* _What you are asked to do_
Only lines that contain the string "body" should be returned from the material below.

* _Input for this task_

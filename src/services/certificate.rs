// ============================================================================
// SERVICE : CERTIFICATS PDF
// ============================================================================
//
// Description:
//   Rend le certificat de complétion d'un projet capstone : une page PDF A4
//   paysage, texte centré en Helvetica (polices standard PDF, rien à
//   embarquer).
//
// Contenu:
//   - en-tête de l'académie + "CERTIFICATE OF COMPLETION"
//   - étudiant, projet, cours, date de complétion, note (si présente)
//   - signatures Course Director / Course Instructor
//   - identifiant CERT-<id>-<YYYYMMDD>
//
// Points d'attention:
//   - Caractères hors Latin-1 remplacés par '?' (WinAnsiEncoding)
//   - Un échec de rendu n'annule pas la complétion du projet (cf.
//     project_service) : il est loggé et le certificat reste vide
//
// ============================================================================

use chrono::NaiveDate;
use std::fmt::Write;
use thiserror::Error;

/// A4 paysage, en points
const PAGE_WIDTH: f64 = 842.0;
const PAGE_HEIGHT: f64 = 595.0;

const PRIMARY: (f64, f64, f64) = (0.04, 0.30, 0.57);
const SECONDARY: (f64, f64, f64) = (0.95, 0.64, 0.13);
const ACCENT: (f64, f64, f64) = (0.65, 0.16, 0.94);
const TEXT: (f64, f64, f64) = (0.2, 0.2, 0.2);

pub const TAGLINE: &str = "Equipping Africa with Future-Ready Data Skills";

#[derive(Debug, Error)]
pub enum CertificateError {
    #[error("certificate field '{0}' is empty")]
    MissingField(&'static str),

    #[error("failed to write certificate content")]
    Format(#[from] std::fmt::Error),
}

#[derive(Debug, Clone)]
pub struct CertificateData {
    pub academy_name: String,
    pub student_name: String,
    pub project_title: String,
    pub course_title: String,
    pub completion_date: NaiveDate,
    pub grade: Option<i32>,
    pub director_name: String,
    pub instructor_name: String,
    pub certificate_id: String,
}

pub fn certificate_id(project_enrollment_id: i32, issued_on: NaiveDate) -> String {
    format!("CERT-{}-{}", project_enrollment_id, issued_on.format("%Y%m%d"))
}

pub fn certificate_filename(username: &str, project_id: i32, issued_on: NaiveDate) -> String {
    format!("certificate_{}_{}_{}.pdf", username, project_id, issued_on.format("%Y%m%d"))
}

#[derive(Clone, Copy)]
enum Font {
    Regular,
    Bold,
}

impl Font {
    fn resource(&self) -> &'static str {
        match self {
            Font::Regular => "F1",
            Font::Bold => "F2",
        }
    }

    /// Largeur moyenne d'un glyphe Helvetica en fraction de la taille
    fn avg_width(&self) -> f64 {
        match self {
            Font::Regular => 0.52,
            Font::Bold => 0.56,
        }
    }
}

struct Line<'a> {
    text: &'a str,
    font: Font,
    size: f64,
    color: (f64, f64, f64),
    x_center: f64,
    y: f64,
}

pub fn render_certificate(data: &CertificateData) -> Result<Vec<u8>, CertificateError> {
    for (field, value) in [
        ("student_name", &data.student_name),
        ("project_title", &data.project_title),
        ("course_title", &data.course_title),
        ("certificate_id", &data.certificate_id),
    ] {
        if value.trim().is_empty() {
            return Err(CertificateError::MissingField(field));
        }
    }

    let header = data.academy_name.to_uppercase();
    let project = format!("\"{}\"", data.project_title);
    let program = format!("as part of the {} program", data.course_title);
    let completed = format!("Completed on {}", data.completion_date.format("%B %d, %Y"));
    let grade = data.grade.map(|g| format!("Grade: {}%", g));
    let footer_id = format!("Certificate ID: {}", data.certificate_id);

    let center = PAGE_WIDTH / 2.0;
    let left_col = PAGE_WIDTH / 2.0 - 180.0;
    let right_col = PAGE_WIDTH / 2.0 + 180.0;

    let mut lines = vec![
        Line { text: &header, font: Font::Bold, size: 36.0, color: PRIMARY, x_center: center, y: 510.0 },
        Line { text: "CERTIFICATE OF COMPLETION", font: Font::Bold, size: 24.0, color: SECONDARY, x_center: center, y: 468.0 },
        Line { text: "This is to certify that", font: Font::Regular, size: 16.0, color: TEXT, x_center: center, y: 420.0 },
        Line { text: &data.student_name, font: Font::Bold, size: 28.0, color: PRIMARY, x_center: center, y: 382.0 },
        Line { text: "has successfully completed the capstone project", font: Font::Regular, size: 16.0, color: TEXT, x_center: center, y: 348.0 },
        Line { text: &project, font: Font::Bold, size: 20.0, color: ACCENT, x_center: center, y: 316.0 },
        Line { text: &program, font: Font::Regular, size: 16.0, color: TEXT, x_center: center, y: 288.0 },
        Line { text: &completed, font: Font::Regular, size: 16.0, color: TEXT, x_center: center, y: 262.0 },
    ];
    if let Some(grade) = grade.as_deref() {
        lines.push(Line { text: grade, font: Font::Regular, size: 16.0, color: TEXT, x_center: center, y: 238.0 });
    }

    // Signatures
    for (x, title, name) in [
        (left_col, "Course Director", data.director_name.as_str()),
        (right_col, "Course Instructor", data.instructor_name.as_str()),
    ] {
        lines.push(Line { text: title, font: Font::Bold, size: 12.0, color: TEXT, x_center: x, y: 190.0 });
        lines.push(Line { text: name, font: Font::Bold, size: 12.0, color: TEXT, x_center: x, y: 172.0 });
        lines.push(Line { text: "________________", font: Font::Regular, size: 12.0, color: TEXT, x_center: x, y: 138.0 });
        lines.push(Line { text: "Signature and Stamp", font: Font::Regular, size: 12.0, color: TEXT, x_center: x, y: 120.0 });
    }

    lines.push(Line { text: &footer_id, font: Font::Regular, size: 10.0, color: TEXT, x_center: center, y: 70.0 });
    lines.push(Line { text: TAGLINE, font: Font::Regular, size: 10.0, color: TEXT, x_center: center, y: 56.0 });

    let content = content_stream(&lines)?;
    build_document(&content)
}

fn content_stream(lines: &[Line<'_>]) -> Result<String, CertificateError> {
    let mut out = String::new();

    // Cadre
    writeln!(out, "{:.2} {:.2} {:.2} RG 3 w", PRIMARY.0, PRIMARY.1, PRIMARY.2)?;
    writeln!(out, "24 24 {} {} re S", PAGE_WIDTH - 48.0, PAGE_HEIGHT - 48.0)?;
    writeln!(out, "{:.2} {:.2} {:.2} RG 1 w", SECONDARY.0, SECONDARY.1, SECONDARY.2)?;
    writeln!(out, "32 32 {} {} re S", PAGE_WIDTH - 64.0, PAGE_HEIGHT - 64.0)?;

    for line in lines {
        let encoded = encode_text(line.text);
        let width = encoded.glyphs as f64 * line.size * line.font.avg_width();
        let x = (line.x_center - width / 2.0).max(40.0);
        writeln!(out, "BT")?;
        writeln!(out, "{:.2} {:.2} {:.2} rg", line.color.0, line.color.1, line.color.2)?;
        writeln!(out, "/{} {} Tf", line.font.resource(), line.size)?;
        writeln!(out, "{:.1} {:.1} Td", x, line.y)?;
        writeln!(out, "({}) Tj", encoded.escaped)?;
        writeln!(out, "ET")?;
    }

    Ok(out)
}

struct EncodedText {
    escaped: String,
    glyphs: usize,
}

/// Chaîne littérale PDF : échappe \ ( ) et passe le Latin-1 en octal
fn encode_text(text: &str) -> EncodedText {
    let mut escaped = String::with_capacity(text.len());
    let mut glyphs = 0;

    for c in text.chars() {
        glyphs += 1;
        match c {
            '\\' | '(' | ')' => {
                escaped.push('\\');
                escaped.push(c);
            }
            ' '..='~' => escaped.push(c),
            c if (c as u32) >= 0xA0 && (c as u32) <= 0xFF => {
                escaped.push_str(&format!("\\{:03o}", c as u32));
            }
            _ => escaped.push('?'),
        }
    }

    EncodedText { escaped, glyphs }
}

/// Assemble les objets PDF et la table xref
fn build_document(content: &str) -> Result<Vec<u8>, CertificateError> {
    let objects = [
        "<< /Type /Catalog /Pages 2 0 R >>".to_string(),
        "<< /Type /Pages /Kids [3 0 R] /Count 1 >>".to_string(),
        format!(
            "<< /Type /Page /Parent 2 0 R /MediaBox [0 0 {} {}] \
             /Resources << /Font << /F1 4 0 R /F2 5 0 R >> >> /Contents 6 0 R >>",
            PAGE_WIDTH, PAGE_HEIGHT
        ),
        "<< /Type /Font /Subtype /Type1 /BaseFont /Helvetica /Encoding /WinAnsiEncoding >>".to_string(),
        "<< /Type /Font /Subtype /Type1 /BaseFont /Helvetica-Bold /Encoding /WinAnsiEncoding >>".to_string(),
        format!("<< /Length {} >>\nstream\n{}endstream", content.len(), content),
    ];

    let mut pdf = String::from("%PDF-1.4\n");
    let mut offsets = Vec::with_capacity(objects.len());

    for (index, body) in objects.iter().enumerate() {
        offsets.push(pdf.len());
        write!(pdf, "{} 0 obj\n{}\nendobj\n", index + 1, body)?;
    }

    let xref_offset = pdf.len();
    writeln!(pdf, "xref\n0 {}", objects.len() + 1)?;
    writeln!(pdf, "0000000000 65535 f ")?;
    for offset in offsets {
        writeln!(pdf, "{:010} 00000 n ", offset)?;
    }
    write!(
        pdf,
        "trailer\n<< /Size {} /Root 1 0 R >>\nstartxref\n{}\n%%EOF\n",
        objects.len() + 1,
        xref_offset
    )?;

    Ok(pdf.into_bytes())
}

* _Solution to this task_
    for (index, body) in objects.iter().enumerate() {
        write!(pdf, "{} 0 obj\n{}\nendobj\n", index + 1, body)?;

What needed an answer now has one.